On Friday, the UCSF Department of Public Affairs issued a brief statement: “We regret that our recent news report about an important population-based study on MRSA USA300 with public health implications contained some information that could be interpreted as misleading,” it said.
“We deplore negative targeting of specific populations in association with MRSA infections or other public health concerns, and we will be working to ensure that accurate information about the research is disseminated to the health community and the general public.”
The same day, the website of US news magazine, Newsweek ran a major story, entitled “A New ‘Gay Disease’?” about the study and the world’s reaction to it, and quoted one of the study’s authors, Dr Henry (Chip) Chambers, who stated bluntly, "This is definitely not the new AIDS."
The European response
On Thursday, a rapid communication from members of the HIV/STI/Blood-borne viruses project, and the antimicrobial resistance project, at the European Centre for Disease Prevention and Control, in Stockholm, was published in Eurosurveillance.
It examined the original journal article and discussed the relevance to Europe, where this strain of MRSA is rare.
They wrote that the suggestion that multidrug-resistant MRSA “may be being sexually transmitted by MSM is debatable, and more research is needed to discover if this is in fact the case.”
They pointed out their concerns with the researchers’ methodology and conclusions, noting that, “sexual risk could only be assessed by the authors using proxy-indicators. At this time there is no evidence that this MRSA strain is transmitted sexually in the classical sense of the term.”
Despite this, and despite the fact that very few cases of multidrug-resistant MRSA have been reported in Europe, they believe “three lessons can be taken from” other recently-reported sexually transmitted infections, such as LGV and syphilis, that have disproportionately affected gay, HIV-positive men “for the current situation.”
They believe that “if this MRSA strain is introduced in Europe, it may travel rapidly within the MSM community, with the potential for outbreaks.”
They warn that “it may initially remain unnoticed because of a lack of awareness about this disease and if diagnosis is done outside the regular STI and HIV care, as was also experienced with LGV.”

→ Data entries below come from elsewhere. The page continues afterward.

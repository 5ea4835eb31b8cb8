//! omtp-sync - OMTP visual voicemail synchronization engine
//!
//! Decodes SMS-carried OMTP protocol messages, reconciles local, remote
//! and mirror snapshots of voicemail and greeting records, and drives
//! synchronization through a serialized, retrying task queue. Storage,
//! transport and presentation stay behind injected collaborator traits.
//!
//! ## Module Organization
//!
//! - `protocol/`: wire-message parsing (SYNC and STATUS forms)
//! - `dispatch/`: routing of decoded messages to handling routines
//! - `sync/`: reconciliation, policies, task queue and engine
//! - `command/`: out-of-band session commands
//! - `store/`: collaborator traits for storage and sessions
//! - `events/`: the fire-and-forget notification bus
//! - `config/`: engine and persisted account configuration
//! - `types/`: records, actions and the error taxonomy

pub mod command;
pub mod config;
pub mod dispatch;
pub mod events;
pub mod protocol;
pub mod service;
pub mod store;
pub mod sync;
pub mod types;

pub use command::{CommandError, ProtocolCommandClient};
pub use config::{AccountConfig, SyncConfig};
pub use dispatch::MessageDispatcher;
pub use events::{EventSink, GreetingsErrorKind, SyncEvent};
pub use protocol::{
    MessageParser, ProvisioningStatus, StatusMessage, SyncMessage, TriggerEvent, WireMessage,
};
pub use service::OmtpService;
pub use store::{
    AccountStore, MirrorStore, ProtocolSession, RecordStore, SessionProvider, StoreError,
    StoreProvider,
};
pub use sync::{QueueStatus, SyncEngine, SyncQueue, TaskExecutor, TaskKind};
pub use types::error::{AuthFailure, ParseError, SyncError};
pub use types::{
    Action, ActionKind, ActionPlan, GreetingKind, GreetingRecord, GreetingsUpdateType,
    SyncEntity, VoicemailRecord,
};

But they stress that “the association of MRSA with MSM does not necessarily reflect sexual transmission per se, but could be the result of intimate skin-skin contact.”
They conclude by suggesting that, “clinicians across Europe should be aware of this particular strain as a possible aetiology in case of skin infections in MSM. Pending further research, awareness may also need to be promoted among the MSM community to highlight the symptoms, prevention measures and implications.”
van de Laar MJW et al.Multidrug-resistant methicillin-resistant Staphylococcus aureus (MRSA) strain in a men-who-have-sex-with-men (MSM) community in the United States: comment. Euro Surveill 13(3), 2008.